Design has been a central strategy claimed by the museum in its process of making memory work
visible to its attendant publics evolving into a South African cultural brand. Co-design within the
museum is aesthetically infused with sensitively curated exhibitions and a form of museumisation,
across two tangible sites of engagement, which imparts a unique visual language. The term design
became extraordinarily popular in contemporary Cape Town, where the city was - in 2014 -the World
Design Capital. Yet at the same time as design was being inscribed into the public imaginary, it was
simultaneously curiously undefined although influential in shifting representational aesthetics in the
city. This research seeks to ask questions about this proliferation of interest in design and to examine
this through a close reading of the work of the District Six Museum situated near District Six. In
particular, micro and macro design elements are explored as socio-cultural practice in re-imagining
community in the city that grew out of resistance and cultural networks. Various design strategies or
frameworks of representation sought to stabilize and clarify individual and collective pasts enabling
and supporting ex-residents to reinterpret space after loss, displacement and separation and re-enter
their histories and the city. Post-apartheid museum design modes and methodologies applied by the
District Six Museum as museumisation disrupts conventional historiographies in the fields of art,
architectural and exhibition design, where the focus is placed on temporal chronologies, in a biographic
mode profiling examples of works and designers/artists.

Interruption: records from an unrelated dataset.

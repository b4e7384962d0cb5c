
use anyhow::{anyhow, bail, Context};
use log::debug;
use std::fs::File;
use std::path::Path;

use crate::data_types::feature::Feature;

/// Opens a plain or gzip compressed (including bgzip) text file
fn open_text_file(filename: &Path) -> anyhow::Result<Box<dyn std::io::Read>> {
    let file = File::open(filename)
        .with_context(|| format!("Error while opening {filename:?}:"))?;
    let reader: Box<dyn std::io::Read> = if filename.extension().unwrap_or_default() == "gz" {
        Box::new(flate2::read::MultiGzDecoder::new(file))
    } else {
        Box::new(file)
    };
    Ok(reader)
}

/// Loads a BED(.gz) file of features.
/// BED coordinates are 0-based half-open and get converted to 1-based closed.
/// Any columns after the third are kept, in order, as the feature metadata.
/// Header lines (`#`, `track`, `browser`) are skipped.
/// # Arguments
/// * `bed_fn` - the BED file to load
/// # Errors
/// * if the file cannot be read
/// * if a row is missing coordinates or has an empty interval
pub fn load_bed_features(bed_fn: &Path) -> anyhow::Result<Vec<Feature<Vec<String>>>> {
    debug!("Loading features from {bed_fn:?}...");
    let mut csv_reader = csv::ReaderBuilder::new()
        .delimiter(b'\t')
        .has_headers(false)
        .flexible(true) // metadata columns are optional
        .comment(Some(b'#'))
        .from_reader(open_text_file(bed_fn)?);

    let mut features = vec![];
    for result in csv_reader.records() {
        let row = result.with_context(|| format!("Error while reading {bed_fn:?}"))?;
        let chrom = row.get(0).ok_or(anyhow!("Missing chromosome on row: {row:?}"))?;
        if chrom.is_empty() || chrom.starts_with("track") || chrom.starts_with("browser") {
            continue;
        }

        let start: u64 = row.get(1).ok_or(anyhow!("Missing start on row: {row:?}"))?
            .trim().parse()
            .with_context(|| format!("Error while parsing start for row: {row:?}"))?;
        let end: u64 = row.get(2).ok_or(anyhow!("Missing end on row: {row:?}"))?
            .trim().parse()
            .with_context(|| format!("Error while parsing end for row: {row:?}"))?;
        if end <= start {
            bail!("Empty or inverted interval on row: {row:?}");
        }

        let metadata: Vec<String> = row.iter().skip(3).map(|s| s.to_string()).collect();
        features.push(Feature::new(chrom, start + 1, end, metadata));
    }

    debug!("Loaded {} features from {bed_fn:?}", features.len());
    Ok(features)
}
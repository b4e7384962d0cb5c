
/// A genomic interval of interest (e.g. a gene) with arbitrary attached metadata.
/// Coordinates are 1-based and closed.
#[derive(Clone, Debug, PartialEq)]
pub struct Feature<T> {
    /// Chromosome name
    chrom: String,
    /// First position covered
    start: u64,
    /// Last position covered
    end: u64,
    /// Caller data carried through unchanged
    metadata: T
}

impl<T> Feature<T> {
    /// Constructor
    pub fn new(chrom: impl Into<String>, start: u64, end: u64, metadata: T) -> Self {
        Self {
            chrom: chrom.into(),
            start,
            end,
            metadata
        }
    }

    // getters
    pub fn chrom(&self) -> &str {
        &self.chrom
    }

    pub fn start(&self) -> u64 {
        self.start
    }

    pub fn end(&self) -> u64 {
        self.end
    }

    pub fn metadata(&self) -> &T {
        &self.metadata
    }
}

/// A feature together with the DAR value assigned to it
#[derive(Clone, Debug, PartialEq)]
pub struct AssignedFeature<T> {
    /// The original feature
    feature: Feature<T>,
    /// Mean of the overlapping scores, or the configured fill value
    dar: Option<f64>,
    /// Number of scored ranges that overlapped the feature
    num_overlaps: usize
}

impl<T> AssignedFeature<T> {
    /// Constructor
    pub fn new(feature: Feature<T>, dar: Option<f64>, num_overlaps: usize) -> Self {
        Self {
            feature, dar, num_overlaps
        }
    }

    // getters
    pub fn feature(&self) -> &Feature<T> {
        &self.feature
    }

    pub fn dar(&self) -> Option<f64> {
        self.dar
    }

    pub fn num_overlaps(&self) -> usize {
        self.num_overlaps
    }
}
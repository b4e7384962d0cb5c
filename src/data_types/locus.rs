
use serde::{Deserialize, Serialize};

/// A single genomic position under analysis.
/// Positions are 1-based, matching VCF POS.
#[derive(Clone, Debug, Deserialize, Eq, Hash, Ord, PartialEq, PartialOrd, Serialize)]
pub struct GenomicLocus {
    /// Chromosome or contig name
    chrom: String,
    /// The 1-based position on `chrom`
    position: u64,
    /// Optional variant identifier, usually the VCF ID column
    id: Option<String>,
    /// Optional reference allele
    reference: Option<String>
}

impl GenomicLocus {
    /// Constructor for a bare (chromosome, position) locus
    pub fn new(chrom: impl Into<String>, position: u64) -> Self {
        Self {
            chrom: chrom.into(),
            position,
            id: None,
            reference: None
        }
    }

    /// Constructor that also carries the VCF-level annotations
    /// # Arguments
    /// * `chrom` - the chromosome name
    /// * `position` - 1-based position
    /// * `id` - optional identifier
    /// * `reference` - optional reference allele
    pub fn with_annotation(chrom: impl Into<String>, position: u64, id: Option<String>, reference: Option<String>) -> Self {
        Self {
            chrom: chrom.into(),
            position,
            id,
            reference
        }
    }

    // getters
    pub fn chrom(&self) -> &str {
        &self.chrom
    }

    pub fn position(&self) -> u64 {
        self.position
    }

    pub fn id(&self) -> Option<&str> {
        self.id.as_deref()
    }

    pub fn reference(&self) -> Option<&str> {
        self.reference.as_deref()
    }
}

impl std::fmt::Display for GenomicLocus {
    fn fmt(&self, f: &mut std::fmt::Formatter<'_>) -> std::fmt::Result {
        write!(f, "{}:{}", self.chrom, self.position)
    }
}

#[cfg(test)]
mod tests {
    use super::*;

    #[test]
    fn test_display_and_getters() {
        let locus = GenomicLocus::with_annotation("chr1", 1500, Some("rs42".to_string()), Some("A".to_string()));
        assert_eq!(locus.to_string(), "chr1:1500");
        assert_eq!(locus.chrom(), "chr1");
        assert_eq!(locus.position(), 1500);
        assert_eq!(locus.id(), Some("rs42"));
        assert_eq!(locus.reference(), Some("A"));

        let bare = GenomicLocus::new("chr2", 10);
        assert_eq!(bare.id(), None);
        assert_eq!(bare.reference(), None);
    }
}
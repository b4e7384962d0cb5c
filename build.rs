
use std::error::Error;
use vergen_gitcl::{Emitter, GitclBuilder};

/// This function will emit the git instructions.
/// # Errors
/// * if `git` is not installed
/// * if there is no .git folder, which happens when we pull a version from GitHub on bioconda
fn emit_git() -> Result<(), Box<dyn Error>> {
    let gitcl = GitclBuilder::default()
        .all()
        .describe(false, true, Some("ThisPatternShouldNotMatchAnythingEver"))
        .build()?;

    Emitter::default()
        .fail_on_error()
        .add_instructions(&gitcl)?
        .emit()?;
    Ok(())
}

fn main() -> Result<(), Box<dyn Error>> {
    match emit_git() {
        Ok(()) => {
            // normal path when we have a git clone or similar
        },
        Err(_e) => {
            // allow for user override if the data is missing, otherwise use "unknown"
            let git_desc = option_env!("CUSTOM_VERGEN_GIT_DESCRIBE")
                .unwrap_or("unknown");

            // we need to emit a custom one
            println!("cargo:rustc-env=VERGEN_GIT_DESCRIBE={git_desc}");
        }
    }
        
    // emit build handles the git configuration and build.rs, but we also need to track the toml and src folder 
    let rerun_if_changed = "cargo:rerun-if-changed=Cargo.toml
cargo:rerun-if-changed=src";
    println!("{rerun_if_changed}");

    Ok(())
}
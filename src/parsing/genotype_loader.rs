
use anyhow::{anyhow, Context};
use indexmap::IndexMap;
use log::{debug, info, trace};
use noodles::vcf;
use noodles::vcf::variant::record::samples::keys::key as vcf_key;
use noodles_util::variant::io::reader::Builder as VcfBuilder;
use std::path::Path;

use crate::data_types::genotype::{GenotypeCall, GenotypeError, GenotypeTable};
use crate::data_types::locus::GenomicLocus;

/// Genotypes pulled from a variant file, plus the header details needed downstream
#[derive(Debug)]
pub struct LoadedGenotypes {
    /// The canonical genotype table; loci are in file order
    table: GenotypeTable,
    /// Contig lengths declared in the header, when present
    chrom_lengths: IndexMap<String, u64>,
    /// Number of records that were not simple SNVs
    skipped_records: usize
}

impl LoadedGenotypes {
    // getters
    pub fn table(&self) -> &GenotypeTable {
        &self.table
    }

    pub fn chrom_lengths(&self) -> &IndexMap<String, u64> {
        &self.chrom_lengths
    }

    pub fn skipped_records(&self) -> usize {
        self.skipped_records
    }

    pub fn into_table(self) -> GenotypeTable {
        self.table
    }
}

/// Loads every SNV genotype from a VCF, VCF.gz or BCF file.
/// Records where REF or any ALT is longer than one base are skipped and counted.
/// # Arguments
/// * `vcf_fn` - the variant file, format is detected automatically
/// # Errors
/// * if the file cannot be opened or parsed
/// * if a genotype is not diploid
/// * if two SNV records share a locus, e.g. a split multi-allelic site
pub fn load_vcf_genotypes(vcf_fn: &Path) -> anyhow::Result<LoadedGenotypes> {
    let mut vcf_reader = VcfBuilder::default()
        .build_from_path(vcf_fn)
        .with_context(|| format!("Error while opening {vcf_fn:?}:"))?;
    let vcf_header = vcf_reader.read_header()
        .with_context(|| format!("Error while reading header of {vcf_fn:?}:"))?;

    let samples: Vec<String> = vcf_header.sample_names().iter().cloned().collect();
    let chrom_lengths: IndexMap<String, u64> = vcf_header.contigs().iter()
        .filter_map(|(name, contig)| contig.length().map(|l| (name.clone(), l as u64)))
        .collect();
    debug!("Found {} samples and {} contig lengths in {vcf_fn:?}", samples.len(), chrom_lengths.len());

    let mut loci = vec![];
    let mut calls = vec![];
    let mut skipped_records = 0;
    for result in vcf_reader.records(&vcf_header) {
        let record = result.with_context(|| format!("Error while reading record from {vcf_fn:?}:"))?;
        let record_buf = vcf::variant::RecordBuf::try_from_variant_record(&vcf_header, record.as_ref())?;

        if !is_snv(&record_buf) {
            trace!("Skipping non-SNV record at {}:{:?}", record_buf.reference_sequence_name(), record_buf.variant_start());
            skipped_records += 1;
            continue;
        }

        let locus = record_locus(&record_buf)?;
        let row = parse_sample_calls(&record_buf, samples.len())
            .with_context(|| format!("Error while parsing genotypes at {locus}:"))?;
        trace!("{locus}\t{row:?}");
        loci.push(locus);
        calls.push(row);
    }

    info!("Loaded {} SNV loci for {} samples from {vcf_fn:?}, skipped {skipped_records} other records.", loci.len(), samples.len());
    let table = GenotypeTable::new(loci, samples, calls)?;
    Ok(LoadedGenotypes {
        table,
        chrom_lengths,
        skipped_records
    })
}

/// True if REF and every ALT are a single base
fn is_snv(record: &vcf::variant::RecordBuf) -> bool {
    let alts = record.alternate_bases().as_ref();
    record.reference_bases().len() == 1 &&
        !alts.is_empty() &&
        alts.iter().all(|a| a.len() == 1)
}

/// Builds the locus, carrying the first ID and the REF base
fn record_locus(record: &vcf::variant::RecordBuf) -> anyhow::Result<GenomicLocus> {
    let chrom = record.reference_sequence_name();
    let position = record.variant_start()
        .ok_or(anyhow!("Missing POS for record on {chrom}"))?
        .get() as u64; // 1-based
    let id = record.ids().as_ref().iter().next().cloned();
    let reference = Some(record.reference_bases().to_string());
    Ok(GenomicLocus::with_annotation(chrom, position, id, reference))
}

/// Extracts one unphased diploid call per sample from the record
fn parse_sample_calls(record: &vcf::variant::RecordBuf, num_samples: usize) -> Result<Vec<GenotypeCall>, GenotypeError> {
    let all_samples = record.samples();
    (0..num_samples)
        .map(|sample_index| {
            let Some(sample) = all_samples.get_index(sample_index) else {
                return Ok(GenotypeCall::Missing);
            };
            match sample.get(vcf_key::GENOTYPE).flatten() {
                Some(gt) => parse_genotype(gt),
                None => Ok(GenotypeCall::Missing)
            }
        })
        .collect()
}

/// Converts a GT value into a call; any missing allele makes the whole call missing.
/// # Arguments
/// * `gt` - the GT field from the record
fn parse_genotype(gt: &vcf::variant::record_buf::samples::sample::Value) -> Result<GenotypeCall, GenotypeError> {
    let vcf::variant::record_buf::samples::sample::Value::Genotype(genotype) = gt else {
        return Err(GenotypeError::Malformed { call: format!("{gt:?}") });
    };

    let alleles = genotype.as_ref();
    if alleles.len() != 2 {
        return Err(GenotypeError::UnsupportedPloidy { call: format!("{alleles:?}"), ploidy: alleles.len() });
    }
    match (alleles[0].position(), alleles[1].position()) {
        (Some(i1), Some(i2)) => {
            let to_index = |i: usize| u8::try_from(i)
                .map_err(|_| GenotypeError::Malformed { call: format!("{alleles:?}") });
            Ok(GenotypeCall::Called(to_index(i1)?, to_index(i2)?).unphased())
        },
        _ => Ok(GenotypeCall::Missing)
    }
}

#[cfg(test)]
mod tests {
    use super::*;
    use std::path::PathBuf;

    #[test]
    fn test_load_small_vcf() {
        let vcf_fn = PathBuf::from("test_data/small_cohort/cohort.vcf");
        let loaded = load_vcf_genotypes(&vcf_fn).unwrap();
        assert_eq!(loaded.skipped_records(), 2);
        assert_eq!(loaded.chrom_lengths().get("chr1"), Some(&1000));
        assert_eq!(loaded.chrom_lengths().get("chr2"), Some(&500));

        let table = loaded.table();
        let samples: Vec<&str> = table.samples().iter().map(|s| s.as_str()).collect();
        assert_eq!(samples, vec!["s1", "s2", "s3", "s4"]);
        assert_eq!(table.num_loci(), 5);

        let first = &table.loci()[0];
        assert_eq!(first.chrom(), "chr1");
        assert_eq!(first.position(), 100);
        assert_eq!(first.id(), Some("rs1"));
        assert_eq!(first.reference(), Some("A"));
        assert_eq!(table.loci()[1].id(), None);

        // phased and unphased calls come out identical and sorted
        assert_eq!(table.calls()[0], vec![
            GenotypeCall::Called(0, 0), GenotypeCall::Called(0, 1), GenotypeCall::Called(0, 1), GenotypeCall::Called(1, 1)
        ]);
        // half-missing calls are missing
        assert_eq!(table.calls()[1][3], GenotypeCall::Missing);
        // multi-allelic SNVs keep their allele indices
        assert_eq!(table.calls()[2][0], GenotypeCall::Called(1, 2));
    }

    #[test]
    fn test_split_multiallelic_rejected() {
        // two SNV records at chr1:100 with the same REF
        let vcf_fn = PathBuf::from("test_data/small_cohort/split_multiallelic.vcf");
        let err = load_vcf_genotypes(&vcf_fn).unwrap_err();
        let root = err.downcast_ref::<GenotypeError>();
        assert_eq!(root, Some(&GenotypeError::DuplicateLocus { locus: "chr1:100".to_string() }));
    }

    #[test]
    fn test_missing_file() {
        assert!(load_vcf_genotypes(&PathBuf::from("test_data/does_not_exist.vcf")).is_err());
    }
}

Instead, the research contextualises the work
of design as making in a more open sense, of exploring the very constructedness of the museum as a
space of method, selection, process and representation thereby asking questions about this reified term
design as method and practice. The designing ways of the District Six Museum contribute to
understanding idioms mediated through design frameworks allowing for a departure from the limited
ways design history has been written. Through an unlayering of projects, practices and an examination
of archival case studies, exhibition curation, the adaptive reuse of buildings and through institutional
rebranding my argument is that the particularities of the claims to design work at the District Six
Museum provide a rich case for relating to other contemporaneous processes of making apartheid’s
spatial practices visible as projects such as this claim community. Therefore seeking to demystify how
this community museum ‘making’ has been fashioned through an investment in various design
disciplines, forms and practices revealing the inherent complexity in doing so.